We did not deal in these cases, nor do we here, with... We express no view about....It's almost metaphysical. Reminds me of the philosophical questions of childhood like what if nothing is something? Or the conversational riposte when you drop the phrase "not to mention" and your interlocutor snarks "You just did." Or what is the sound of one hand clapping?
I hope this is a harbinger of Supreme Court writing to come. These characters have been too blabby for too long. If you're not going to talk about something, don't talk about it. Let's get tough. Let's get cranky. As Psycho Killer says: When I've got nothing to say, my lips are sealed...
Message to the Supreme Court: You're talking a lot, but you're not saying anything.
१५ टिप्पण्या:
I'm not going to mention paralepsis in this comment, even though it's a popular rhetorical technique.
Song was first recorded in 1974, sez Wiki.
Amazing.
You don't wish to express a point of view by expressing you have no point of view? You may ask yourself, How do I work this?
But, if 'X' is never mentioned in a decision, is it not true that someone in a few years say: "But they never considered 'X' and therefore the decision did not consider all possibilities.
He didn't join in the footnote because he knows that, for the court watchers who obsess about every possible nuance in every opinion, these footnotes in fact express a view.
In other words, there will be those who read footnote 8 as suggesting that it is possible for a person who sells a gun knowing (but not caring) that the gun will be used in a crime, is guilty of abetting the crime if it is committed. In other words, Justice Kagan's footnote will be seen as an invitation to try to convict gun dealers of abetting crimes -- and when it comes to the court, the prosecutor will say that the Supreme Court, in footnote 8, suggested that this was possible.

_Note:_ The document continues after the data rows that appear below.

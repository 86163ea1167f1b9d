use std::ffi::OsString;
use std::path::{Path, PathBuf};

use clap::{Args, Command, FromArgMatches as _};
use log::info;

use crate::context::Context;
use crate::error::SimulationError;
use crate::log::LogSettings;
use crate::parameters::{ContextParametersExt, ScenarioInput, ScenarioPreset};
use crate::random::ContextRandomExt;
use crate::report::ContextReportExt;
use crate::simulation;
use crate::stats_report;

/// Default cli arguments for a model run
#[derive(Args, Debug, Default)]
pub struct BaseArgs {
    /// Random seed
    #[arg(short, long, default_value = "0")]
    pub random_seed: u64,

    /// Optional path to a JSON scenario file
    #[arg(short, long)]
    pub config: Option<PathBuf>,

    /// Optional directory for the output tables
    #[arg(short, long)]
    pub output_dir: Option<PathBuf>,

    /// Optional prefix for the output file names
    #[arg(long)]
    pub file_prefix: Option<String>,

    /// Overwrite existing output files
    #[arg(short, long)]
    pub force_overwrite: bool,

    /// Log level: a level (e.g. `info`) or `module=level` pairs separated by commas
    #[arg(short, long)]
    pub log_level: Option<String>,

    /// Show a progress bar of the simulated days
    #[cfg(feature = "progress_bar")]
    #[arg(long)]
    pub progress: bool,
}

/// Scenario settings. Each one overrides the preset and the scenario file.
#[derive(Args, Debug, Default)]
pub struct ScenarioArgs {
    /// Start from one of the preset scenarios
    #[arg(long, value_enum)]
    pub preset: Option<ScenarioPreset>,

    /// Number of humans
    #[arg(long, allow_negative_numbers = true)]
    pub humans: Option<i64>,

    /// Number of mosquitoes
    #[arg(long, allow_negative_numbers = true)]
    pub mosquitoes: Option<i64>,

    /// Number of houses
    #[arg(long, allow_negative_numbers = true)]
    pub houses: Option<i64>,

    /// Number of simulated days
    #[arg(long, allow_negative_numbers = true)]
    pub days: Option<i64>,

    /// Temperature in degrees Celsius
    #[arg(long, allow_negative_numbers = true)]
    pub temperature: Option<f64>,

    /// Fraction of houses with an insecticide-treated net
    #[arg(long)]
    pub itn_coverage: Option<f64>,

    /// Efficacy of the insecticide on the nets
    #[arg(long)]
    pub itn_efficacy: Option<f64>,

    /// Fraction of new infections that are treated
    #[arg(long)]
    pub treatment_rate: Option<f64>,
}

impl ScenarioArgs {
    /// Build the scenario: defaults, then the preset, then the scenario
    /// file, then the flags given on the command line.
    ///
    /// # Errors
    ///
    /// Returns an error if the scenario file cannot be read or parsed.
    pub fn build_input(&self, config: Option<&Path>) -> Result<ScenarioInput, SimulationError> {
        let mut input = ScenarioInput::default();
        if let Some(preset) = self.preset {
            preset.apply(&mut input);
        }
        if let Some(path) = config {
            info!("loading scenario from {}", path.display());
            input = input.overlay_file(path)?;
        }

        let counts = [
            (self.humans, &mut input.human_population),
            (self.mosquitoes, &mut input.mosquito_population),
            (self.houses, &mut input.num_houses),
            (self.days, &mut input.num_days),
        ];
        for (flag, field) in counts {
            if let Some(value) = flag {
                *field = value;
            }
        }
        let values = [
            (self.temperature, &mut input.temperature),
            (self.itn_coverage, &mut input.itn_coverage),
            (self.itn_efficacy, &mut input.itn_efficacy),
            (self.treatment_rate, &mut input.treatment_rate),
        ];
        for (flag, field) in values {
            if let Some(value) = flag {
                *field = value;
            }
        }
        Ok(input)
    }
}

fn create_cli() -> Command {
    let cli = Command::new("malaria_sim")
        .about("Spatial agent-based model of malaria transmission between humans and mosquitoes");
    BaseArgs::augment_args(cli)
}

/// Runs a simulation with custom cli arguments.
///
/// The arguments are parsed from the process command line. The setup function
/// receives a `Context` whose seed, logging and report options are already
/// configured; the context is executed after it returns.
///
/// # Errors
///
/// Returns an `ArgumentError` if parsing fails, otherwise the error of the
/// setup function.
pub fn run_with_custom_args<A, F>(setup_fn: F) -> Result<Context, SimulationError>
where
    A: Args,
    F: FnOnce(&mut Context, &BaseArgs, Option<A>) -> Result<(), SimulationError>,
{
    run_with_custom_args_from(std::env::args_os(), setup_fn)
}

/// Like `run_with_custom_args`, with an explicit argument list (the first
/// item is the program name).
///
/// # Errors
///
/// Returns an `ArgumentError` if parsing fails, otherwise the error of the
/// setup function.
pub fn run_with_custom_args_from<I, T, A, F>(
    args: I,
    setup_fn: F,
) -> Result<Context, SimulationError>
where
    I: IntoIterator<Item = T>,
    T: Into<OsString> + Clone,
    A: Args,
    F: FnOnce(&mut Context, &BaseArgs, Option<A>) -> Result<(), SimulationError>,
{
    let matches = A::augment_args(create_cli()).try_get_matches_from(args)?;
    let base_args = BaseArgs::from_arg_matches(&matches)?;
    let custom_args = A::from_arg_matches(&matches)?;
    run_with_args_internal(&base_args, Some(custom_args), setup_fn)
}

fn run_with_args_internal<A, F>(
    args: &BaseArgs,
    custom_args: Option<A>,
    setup_fn: F,
) -> Result<Context, SimulationError>
where
    F: FnOnce(&mut Context, &BaseArgs, Option<A>) -> Result<(), SimulationError>,
{
    if let Some(log_level) = &args.log_level {
        LogSettings::parse(log_level)?.apply();
    }

    let mut context = Context::new();

    let report_config = context.report_options();
    if let Some(output_dir) = &args.output_dir {
        report_config.directory(output_dir.clone());
    }
    if let Some(file_prefix) = &args.file_prefix {
        report_config.file_prefix(file_prefix.clone());
    }
    report_config.overwrite(args.force_overwrite);

    context.init_random(args.random_seed);

    setup_fn(&mut context, args, custom_args)?;

    context.execute();
    Ok(context)
}

/// The paths of the two tables written by a run
#[derive(Debug, Clone, PartialEq)]
pub struct RunOutput {
    pub global_stats: PathBuf,
    pub house_infected: PathBuf,
}

/// Parse `args`, run the scenario they describe and write its tables.
///
/// Output files are checked before the run and only written after it
/// succeeded, so a failing run leaves no tables behind.
///
/// # Errors
///
/// Returns the first argument, configuration, computation or I/O error.
pub fn run_malaria_from<I, T>(args: I) -> Result<RunOutput, SimulationError>
where
    I: IntoIterator<Item = T>,
    T: Into<OsString> + Clone,
{
    let mut context =
        run_with_custom_args_from(args, |context, base_args, scenario: Option<ScenarioArgs>| {
            let input = scenario
                .unwrap_or_default()
                .build_input(base_args.config.as_deref())?;
            context.init_parameters(&input)?;
            stats_report::init_reports(context)?;
            simulation::init(context)?;

            let parameters = context.get_parameters()?;
            info!(
                "simulating {} humans, {} mosquitoes and {} houses for {} days (seed {})",
                parameters.num_humans,
                parameters.num_mosquitoes,
                parameters.num_houses,
                parameters.num_days,
                base_args.random_seed
            );
            #[cfg(feature = "progress_bar")]
            if base_args.progress {
                #[allow(clippy::cast_precision_loss)]
                let max_time = parameters.num_days as f64;
                crate::progress::init_timeline_progress_bar(max_time);
            }
            Ok(())
        })?;

    let tables = simulation::finish(&mut context)?;
    let (global_stats, house_infected) = stats_report::write_reports(&context, &tables)?;
    info!(
        "wrote {} and {}",
        global_stats.display(),
        house_infected.display()
    );
    Ok(RunOutput {
        global_stats,
        house_infected,
    })
}

/// Run the model from the process command line.
///
/// # Errors
///
/// See `run_malaria_from`.
pub fn run_malaria() -> Result<RunOutput, SimulationError> {
    run_malaria_from(std::env::args_os())
}

#[cfg(test)]
mod tests {
    use assert_approx_eq::assert_approx_eq;
    use tempfile::tempdir;

    use super::*;
    use crate::define_rng;

    #[derive(Args, Debug)]
    struct CustomArgs {
        #[arg(long, default_value = "0")]
        field: u32,
    }

    #[test]
    fn custom_args_reach_setup() {
        let result = run_with_custom_args_from(
            ["malaria_sim", "--field", "42"],
            |_, _, custom: Option<CustomArgs>| {
                assert_eq!(custom.unwrap().field, 42);
                Ok(())
            },
        );
        assert!(result.is_ok());
    }

    #[test]
    fn bad_arguments_are_argument_errors() {
        let result = run_with_custom_args_from(
            ["malaria_sim", "--no-such-flag"],
            |_, _, _: Option<CustomArgs>| Ok(()),
        );
        assert!(matches!(result, Err(SimulationError::ArgumentError(_))));
    }

    #[test]
    fn random_seed_is_applied() {
        define_rng!(RunnerTestRng);
        let mut compare = Context::new();
        compare.init_random(42);
        let args = BaseArgs {
            random_seed: 42,
            ..BaseArgs::default()
        };
        let result = run_with_args_internal(&args, None, |context, _, _: Option<()>| {
            assert_eq!(
                context.sample_range(RunnerTestRng, 0..1000),
                compare.sample_range(RunnerTestRng, 0..1000)
            );
            Ok(())
        });
        assert!(result.is_ok());
    }

    #[test]
    fn report_options_are_applied() {
        let args = BaseArgs {
            output_dir: Some(PathBuf::from("data")),
            file_prefix: Some("baseline_".to_string()),
            force_overwrite: true,
            ..BaseArgs::default()
        };
        let result = run_with_args_internal(&args, None, |context, _, _: Option<()>| {
            let options = context.report_options();
            assert_eq!(options.directory, PathBuf::from("data"));
            assert_eq!(options.file_prefix, "baseline_");
            assert!(options.overwrite);
            Ok(())
        });
        assert!(result.is_ok());
    }

    #[test]
    fn setup_errors_are_returned() {
        let result = run_with_args_internal(&BaseArgs::default(), None, |_, _, _: Option<()>| {
            Err(SimulationError::configuration("no scenario"))
        });
        assert!(matches!(result, Err(SimulationError::ConfigurationError(_))));
    }

    #[test]
    fn flags_override_preset_and_file() {
        let temp_dir = tempdir().unwrap();
        let config = temp_dir.path().join("scenario.json");
        std::fs::write(&config, r#"{"numHouses": 75, "temperature": 27.0, "numDays": 30}"#)
            .unwrap();
        let scenario = ScenarioArgs {
            preset: Some(ScenarioPreset::Urban),
            days: Some(12),
            itn_coverage: Some(0.5),
            ..ScenarioArgs::default()
        };
        let input = scenario.build_input(Some(&config)).unwrap();
        // From the preset
        assert_eq!(input.human_population, 20_000);
        // From the file, over the preset
        assert_eq!(input.num_houses, 75);
        assert_approx_eq!(input.temperature, 27.0);
        // From the flags, over the file
        assert_eq!(input.num_days, 12);
        assert_approx_eq!(input.itn_coverage, 0.5);
    }

    #[test]
    fn run_writes_both_tables() {
        let temp_dir = tempdir().unwrap();
        let output = run_malaria_from([
            "malaria_sim",
            "--output-dir",
            temp_dir.path().to_str().unwrap(),
            "--humans",
            "100",
            "--mosquitoes",
            "200",
            "--houses",
            "5",
            "--days",
            "3",
        ])
        .unwrap();
        assert_eq!(output.global_stats, temp_dir.path().join("global_stats.csv"));
        let global = std::fs::read_to_string(output.global_stats).unwrap();
        assert_eq!(global.lines().count(), 4);
        let houses = std::fs::read_to_string(output.house_infected).unwrap();
        assert_eq!(houses.lines().count(), 16);
    }

    #[test]
    fn invalid_scenario_writes_nothing() {
        let temp_dir = tempdir().unwrap();
        let result = run_malaria_from([
            "malaria_sim",
            "--output-dir",
            temp_dir.path().to_str().unwrap(),
            "--humans",
            "-10",
        ]);
        assert!(matches!(result, Err(SimulationError::ConfigurationError(_))));
        assert_eq!(std::fs::read_dir(temp_dir.path()).unwrap().count(), 0);
    }
}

Scalia may or may not agree (I'm expressing no view) but I am of the view that he thinks suggesting the possibility is improper.

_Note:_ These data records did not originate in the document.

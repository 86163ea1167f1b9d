//! The epidemic step engine.
//!
//! `init` builds the houses and populations and schedules the daily plans:
//! the step runs in the `Normal` phase of every day `0..numDays`, aggregation
//! in the `Last` phase of the same day, and a `First` phase shutdown at day
//! `numDays` ends the run before any work of that day. A step within a day
//! always runs these sub-steps in order:
//!
//! 1. biting and transmission
//! 2. mosquito incubation
//! 3. mosquito mortality with replacement, then dispersal of the survivors
//! 4. human recovery
//!
//! An error inside a plan stops the run; `finish` then returns it instead of
//! the tables.
use log::{error, info, trace};

use crate::context::Context;
use crate::define_data_plugin;
use crate::error::SimulationError;
use crate::houses;
use crate::infection_manager;
use crate::mosquito_manager;
use crate::parameters::{ContextParametersExt, ScenarioInput};
use crate::plan::ExecutionPhase;
use crate::population_loader;
use crate::random::ContextRandomExt;
use crate::stats_report::{self, ContextStatsExt, StatsTables};
use crate::transmission_manager;

struct EngineState {
    failure: Option<SimulationError>,
}

define_data_plugin!(EnginePlugin, EngineState, EngineState { failure: None });

#[allow(clippy::cast_possible_truncation, clippy::cast_sign_loss)]
fn current_day(context: &Context) -> usize {
    context.get_current_time() as usize
}

// Keeps the first failure and stops the run.
fn fail(context: &mut Context, failure: SimulationError) {
    error!("day {}: {failure}", current_day(context));
    let state = context.get_data_container_mut(EnginePlugin);
    if state.failure.is_none() {
        state.failure = Some(failure);
    }
    context.shutdown();
}

/// Advance every agent by one day.
///
/// # Errors
///
/// Returns the first error of any sub-step; the day is then incomplete.
pub fn step_day(context: &mut Context, day: usize) -> Result<(), SimulationError> {
    transmission_manager::bite_and_transmit(context, day)?;
    mosquito_manager::advance_incubation(context, day)?;
    let replaced = mosquito_manager::apply_mortality(context, day)?;
    mosquito_manager::disperse(context, &replaced)?;
    infection_manager::progress_infections(context, day)?;
    Ok(())
}

/// Build the world and schedule the run. Parameters and the random seed must
/// be set first.
///
/// # Errors
///
/// Returns a `ConfigurationError` if the parameters are missing, or any error
/// from building the houses and populations.
pub fn init(context: &mut Context) -> Result<(), SimulationError> {
    trace!("initializing simulation");
    let num_days = context.get_parameters()?.num_days;
    houses::init(context)?;
    population_loader::init(context)?;
    mosquito_manager::init(context)?;

    context.add_periodic_plan_with_phase(
        1.0,
        |context| {
            let day = current_day(context);
            if let Err(failure) = step_day(context, day) {
                fail(context, failure);
            }
        },
        ExecutionPhase::Normal,
    );
    context.add_periodic_plan_with_phase(
        1.0,
        |context| {
            let day = current_day(context);
            if let Err(failure) = stats_report::record_day(context, day) {
                fail(context, failure);
            }
        },
        ExecutionPhase::Last,
    );
    #[allow(clippy::cast_precision_loss)]
    let end = num_days as f64;
    context.add_plan_with_phase(end, Context::shutdown, ExecutionPhase::First);
    Ok(())
}

/// Collect the tables of an executed run.
///
/// # Errors
///
/// Returns the error that stopped the run, or a `ComputationError` if the run
/// ended early without one.
pub fn finish(context: &mut Context) -> Result<StatsTables, SimulationError> {
    if let Some(failure) = context.get_data_container_mut(EnginePlugin).failure.take() {
        return Err(failure);
    }
    let num_days = context.get_parameters()?.num_days;
    let num_houses = context.get_parameters()?.num_houses;
    let tables = context.take_stats_tables();
    if tables.days.len() != num_days || tables.houses.len() != num_days * num_houses {
        return Err(SimulationError::computation(format!(
            "the run recorded {} of {num_days} days",
            tables.days.len()
        )));
    }
    Ok(tables)
}

/// Run a whole scenario in memory and return its tables. The same input and
/// seed always give the same tables.
///
/// # Errors
///
/// Returns a `ConfigurationError` for an out-of-domain scenario, before any
/// agent is created, or a `ComputationError` if the run broke an invariant.
pub fn run_scenario(input: &ScenarioInput, seed: u64) -> Result<StatsTables, SimulationError> {
    let mut context = Context::new();
    context.init_random(seed);
    context.init_parameters(input)?;
    init(&mut context)?;
    info!("running scenario with seed {seed}");
    context.execute();
    let tables = finish(&mut context)?;
    info!("scenario finished after {} days", tables.days.len());
    Ok(tables)
}

#[cfg(test)]
mod tests {
    use super::*;
    use crate::humans::ContextHumansExt;

    fn scenario(num_days: i64) -> ScenarioInput {
        ScenarioInput {
            human_population: 200,
            mosquito_population: 400,
            num_houses: 10,
            num_days,
            ..ScenarioInput::default()
        }
    }

    #[test]
    fn run_records_every_day() {
        let tables = run_scenario(&scenario(7), 1).unwrap();
        assert_eq!(tables.days.len(), 7);
        assert_eq!(tables.houses.len(), 70);
        for (day, record) in tables.days.iter().enumerate() {
            assert_eq!(record.day, day);
        }
    }

    #[test]
    fn single_day_run() {
        let tables = run_scenario(&scenario(1), 5).unwrap();
        assert_eq!(tables.days.len(), 1);
        assert_eq!(tables.days[0].day, 0);
        assert_eq!(tables.houses.len(), 10);
    }

    #[test]
    fn same_seed_same_tables() {
        assert_eq!(
            run_scenario(&scenario(20), 17).unwrap(),
            run_scenario(&scenario(20), 17).unwrap()
        );
    }

    #[test]
    fn configuration_error_before_running() {
        let result = run_scenario(
            &ScenarioInput {
                num_houses: 0,
                ..scenario(5)
            },
            1,
        );
        assert!(matches!(result, Err(SimulationError::ConfigurationError(_))));
    }

    #[test]
    fn failure_in_a_plan_stops_the_run() {
        let mut context = Context::new();
        context.init_random(3);
        context.init_parameters(&scenario(10)).unwrap();
        init(&mut context).unwrap();
        // A human added behind the engine's back breaks S + I + R on day 2.
        context.add_plan(2.0, |context| {
            let house = crate::houses::HouseId(0);
            context.add_human(house).unwrap();
        });
        context.execute();

        assert!(context.is_shutdown_requested());
        assert!(matches!(
            finish(&mut context),
            Err(SimulationError::ComputationError(message)) if message.contains("day 2")
        ));
    }

    #[test]
    fn finish_rejects_a_truncated_run() {
        let mut context = Context::new();
        context.init_random(3);
        context.init_parameters(&scenario(10)).unwrap();
        init(&mut context).unwrap();
        context.add_plan_with_phase(4.0, Context::shutdown, ExecutionPhase::First);
        context.execute();
        assert!(matches!(
            finish(&mut context),
            Err(SimulationError::ComputationError(_))
        ));
    }
}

I'm waiting for the footnote that reads: "substantive due process, qu'est-ce que c'est?"
One time, one of the Volokh conspirators asked for pop songs that could be used as the basis for law school discussion. I don't remember if "Psycho Killer" was mentioned. My suggestion was this (nice animation, too).
"Scalia may or may not agree (I'm expressing no view) but I am of the view that he thinks suggesting the possibility is improper."

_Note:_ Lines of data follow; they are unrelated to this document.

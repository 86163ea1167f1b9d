//! Daily aggregation and the two output tables.
//!
//! At the end of each day `record_day` appends one global row and one row per
//! house. Rows are kept in memory and only written, by `write_reports`, once
//! the whole run succeeded. The column layout of both files is fixed:
//!
//! * `global_stats.csv`: `day,S,I,R,E_m,I_m`
//! * `house_infected.csv`: `day,houseID,infected,x,y,hasITN`, with `x` and
//!   `y` printed with two decimals and `hasITN` as 0 or 1
use std::fs;
use std::path::PathBuf;

use log::{debug, trace, warn};
use serde::{Deserialize, Serialize, Serializer};

use crate::context::Context;
use crate::define_data_plugin;
use crate::define_report;
use crate::error::SimulationError;
use crate::houses::ContextHousesExt;
use crate::humans::ContextHumansExt;
use crate::mosquitoes::ContextMosquitoesExt;
use crate::parameters::ContextParametersExt;
use crate::report::ContextReportExt;

pub const GLOBAL_STATS_REPORT: &str = "global_stats";
pub const HOUSE_INFECTED_REPORT: &str = "house_infected";

#[derive(Serialize, Deserialize, Copy, Clone, Debug, PartialEq, Eq)]
pub struct DayRecord {
    pub day: usize,
    #[serde(rename = "S")]
    pub susceptible: usize,
    #[serde(rename = "I")]
    pub infected: usize,
    #[serde(rename = "R")]
    pub recovered: usize,
    #[serde(rename = "E_m")]
    pub exposed_mosquitoes: usize,
    #[serde(rename = "I_m")]
    pub infectious_mosquitoes: usize,
}

define_report!(DayRecord);

#[derive(Serialize, Clone, Debug, PartialEq)]
pub struct HouseDayRecord {
    pub day: usize,
    #[serde(rename = "houseID")]
    pub house_id: usize,
    pub infected: usize,
    #[serde(serialize_with = "two_decimals")]
    pub x: f64,
    #[serde(serialize_with = "two_decimals")]
    pub y: f64,
    #[serde(rename = "hasITN", serialize_with = "as_flag")]
    pub has_itn: bool,
}

define_report!(HouseDayRecord);

fn two_decimals<S: Serializer>(value: &f64, serializer: S) -> Result<S::Ok, S::Error> {
    serializer.serialize_str(&format!("{value:.2}"))
}

#[allow(clippy::trivially_copy_pass_by_ref)]
fn as_flag<S: Serializer>(value: &bool, serializer: S) -> Result<S::Ok, S::Error> {
    serializer.serialize_u8(u8::from(*value))
}

/// Every row produced by a run, in output order
#[derive(Clone, Debug, Default, PartialEq)]
pub struct StatsTables {
    pub days: Vec<DayRecord>,
    pub houses: Vec<HouseDayRecord>,
}

define_data_plugin!(StatsPlugin, StatsTables, StatsTables::default());

pub trait ContextStatsExt {
    /// The rows recorded so far
    fn get_stats_tables(&self) -> Option<&StatsTables>;

    /// Remove and return the rows recorded so far
    fn take_stats_tables(&mut self) -> StatsTables;
}

impl ContextStatsExt for Context {
    fn get_stats_tables(&self) -> Option<&StatsTables> {
        self.get_data_container(StatsPlugin)
    }

    fn take_stats_tables(&mut self) -> StatsTables {
        std::mem::take(self.get_data_container_mut(StatsPlugin))
    }
}

/// Tally the end-of-day state and append the rows of `day`.
///
/// # Errors
///
/// Returns a `ComputationError` if the population broke one of its
/// invariants. Humans must sum to the population size, the mosquito
/// population must keep its size (so `E_m + I_m` never exceeds it), and the
/// per-house infected counts must add up to `I`.
pub fn record_day(context: &mut Context, day: usize) -> Result<(), SimulationError> {
    let parameters = context.get_parameters()?;
    let (num_humans, num_mosquitoes, num_houses) = (
        parameters.num_humans,
        parameters.num_mosquitoes,
        parameters.num_houses,
    );

    let humans = context.count_human_states();
    if humans.total() != num_humans {
        return Err(SimulationError::computation(format!(
            "day {day}: S + I + R = {} but the population is {num_humans}",
            humans.total()
        )));
    }
    let mosquitoes = context.count_mosquito_states();
    if mosquitoes.total() != num_mosquitoes {
        return Err(SimulationError::computation(format!(
            "day {day}: {} mosquitoes alive but the population is {num_mosquitoes}",
            mosquitoes.total()
        )));
    }
    let infected_by_house = context.count_infected_by_house();
    if infected_by_house.len() != num_houses {
        return Err(SimulationError::computation(format!(
            "day {day}: {} houses exist but {num_houses} were configured",
            infected_by_house.len()
        )));
    }
    let house_total: usize = infected_by_house.iter().sum();
    if house_total != humans.infected {
        return Err(SimulationError::computation(format!(
            "day {day}: houses hold {house_total} infected humans, I = {}",
            humans.infected
        )));
    }

    let house_rows: Vec<HouseDayRecord> = context
        .get_houses()
        .iter()
        .zip(&infected_by_house)
        .map(|(house, &infected)| HouseDayRecord {
            day,
            house_id: house.id.0,
            infected,
            x: house.x,
            y: house.y,
            has_itn: house.has_itn,
        })
        .collect();
    let day_row = DayRecord {
        day,
        susceptible: humans.susceptible,
        infected: humans.infected,
        recovered: humans.recovered,
        exposed_mosquitoes: mosquitoes.exposed,
        infectious_mosquitoes: mosquitoes.infectious,
    };
    debug!("{day_row:?}");

    let tables = context.get_data_container_mut(StatsPlugin);
    tables.days.push(day_row);
    tables.houses.extend(house_rows);
    Ok(())
}

/// Register both output files with the report options of `context`. This
/// fails early if either file exists and overwriting is off.
///
/// # Errors
///
/// Returns a `ReportError` if an output file is not writable as configured.
pub fn init_reports(context: &mut Context) -> Result<(), SimulationError> {
    trace!("registering output tables");
    context.add_report::<DayRecord>(GLOBAL_STATS_REPORT)?;
    context.add_report::<HouseDayRecord>(HOUSE_INFECTED_REPORT)?;
    Ok(())
}

/// Write both tables. Both are fully written before either appears, and a
/// failure leaves neither behind. Returns the paths written.
///
/// # Errors
///
/// Returns an error if the reports were not registered or a file cannot be
/// written.
pub fn write_reports(
    context: &Context,
    tables: &StatsTables,
) -> Result<(PathBuf, PathBuf), SimulationError> {
    let global = context.stage_report(&tables.days)?;
    let houses = context.stage_report(&tables.houses)?;
    let global = global.commit()?;
    match houses.commit() {
        Ok(houses) => Ok((global, houses)),
        Err(failure) => {
            if let Err(error) = fs::remove_file(&global) {
                warn!("could not remove {}: {error}", global.display());
            }
            Err(failure)
        }
    }
}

So why not just say so? Scalia does not usually shrink from being direct.
All this reminds me of the Fifth Circuit opinion in which the oh-so-clever law clerk (one assumes) weaved the Talking Heads songs and album titles into the court's opinion. See United States v. Abner, 825 F2d 835 (5th Cir. 1987). Funny stuff, if you don't mind federal judges using the bench for a little sport, respect for the litigants be damned.
"Song was first recorded in 1974, sez Wiki."
That's wrong...too early.
Actually, in checking the Wiki, it says the song was first played in 1974, by The Artistics, (as Byrne, Frantz and Weymouth's band as Rhode Island School of Design was known).
David:
Because to do so he'd have to dissent in part, although that would be a dissent I'd love to see.
The first rule of Supreme Court footnotes is don't talk about not talking about things in Supreme Court footnotes.
Gotta say:
For those of us with the hitchhiker's thumb mutation, 'what is the sound of a one hand clapping' is NOT an unanswerable question. I can definitely make a one-hand clap.
Tina Weymouth is a babe.
No cases spring immediatley to mind, but he's done this before. The typical situation in which it happens seems to be a footnote discussing legislative history, so I imagine that what happens is that the opinion author puts that point into a footnote so that Scalia can join the entire opinion but reserve on the footnote. It's somewhere between a courtesy and a convenience. I don't know what's going on with these two.
In Heller v DC, the most important 2nd Amendment case in the last 50+ years, the question under consideration was whether a complete ban on handguns was allowed in the federal enclave of DC.
This narrow question was purposefully litigated to avoid raising any other issue than that.
Then Scalia, et al., went and mentioned in the decision that their decision did not make unconstitutional any other regulations or laws regarding firearms, which is logical, because those laws and regulations were not even under consideration in the Heller case.
Now anti-gun activists trot out Heller and say it declared all laws and regulations concerning guns are constitutional.
Sometimes you can't win by saying something, you can't win by not saying something, and you can't win when you say you aren't saying something.